-- Input material follows --
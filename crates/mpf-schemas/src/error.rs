//! Error kinds shared across the whole workspace.
//!
//! Library crates return `Error` with `?`; only the CLI binary wraps things
//! in `anyhow`. The RPC layer maps each kind to an HTTP status.

use thiserror::Error;

#[derive(Debug, Error)]
pub enum Error {
    /// Requested entity (user, stream, account, app registration, status)
    /// does not exist.
    #[error("not found: {0}")]
    NotFound(String),

    /// Caller-supplied value is out of range or malformed.
    #[error("invalid argument: {0}")]
    InvalidArgument(String),

    /// Unauthenticated call, or invite code required but absent/wrong.
    #[error("permission denied: {0}")]
    PermissionDenied(String),

    /// An upstream Mastodon call failed. `code` carries the HTTP status
    /// when one was received.
    #[error("upstream error (status {code:?}): {message}")]
    Upstream { code: Option<u16>, message: String },

    /// Duplicate insertion at a uniqueness boundary.
    #[error("conflict: {0}")]
    Conflict(String),

    /// Invariant violation, migration failure, database consistency error.
    /// Always a bug.
    #[error("internal error: {0}")]
    Internal(String),

    /// Sentinel: roll back the surrounding transaction but treat the call
    /// as success. Must never reach an external caller.
    #[error("clean abort")]
    CleanAbort,
}

impl Error {
    pub fn upstream(code: Option<u16>, message: impl Into<String>) -> Self {
        Error::Upstream {
            code,
            message: message.into(),
        }
    }
}

impl From<sqlx::Error> for Error {
    fn from(e: sqlx::Error) -> Self {
        match e {
            sqlx::Error::RowNotFound => Error::NotFound("row not found".to_string()),
            other => Error::Internal(format!("database error: {other}")),
        }
    }
}

impl From<serde_json::Error> for Error {
    fn from(e: serde_json::Error) -> Self {
        Error::Internal(format!("json error: {e}"))
    }
}

pub type Result<T> = std::result::Result<T, Error>;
-- Input material concluded --
Instructions to follow: What you return must match, line for line, the data from the line containing "impl From<sqlx::Error> for" to its end, both ends included.

Answer to this problem:
impl From<sqlx::Error> for Error {
    fn from(e: sqlx::Error) -> Self {
        match e {
            sqlx::Error::RowNotFound => Error::NotFound("row not found".to_string()),
            other => Error::Internal(format!("database error: {other}")),
        }
    }
}

impl From<serde_json::Error> for Error {
    fn from(e: serde_json::Error) -> Self {
        Error::Internal(format!("json error: {e}"))
    }
}

pub type Result<T> = std::result::Result<T, Error>;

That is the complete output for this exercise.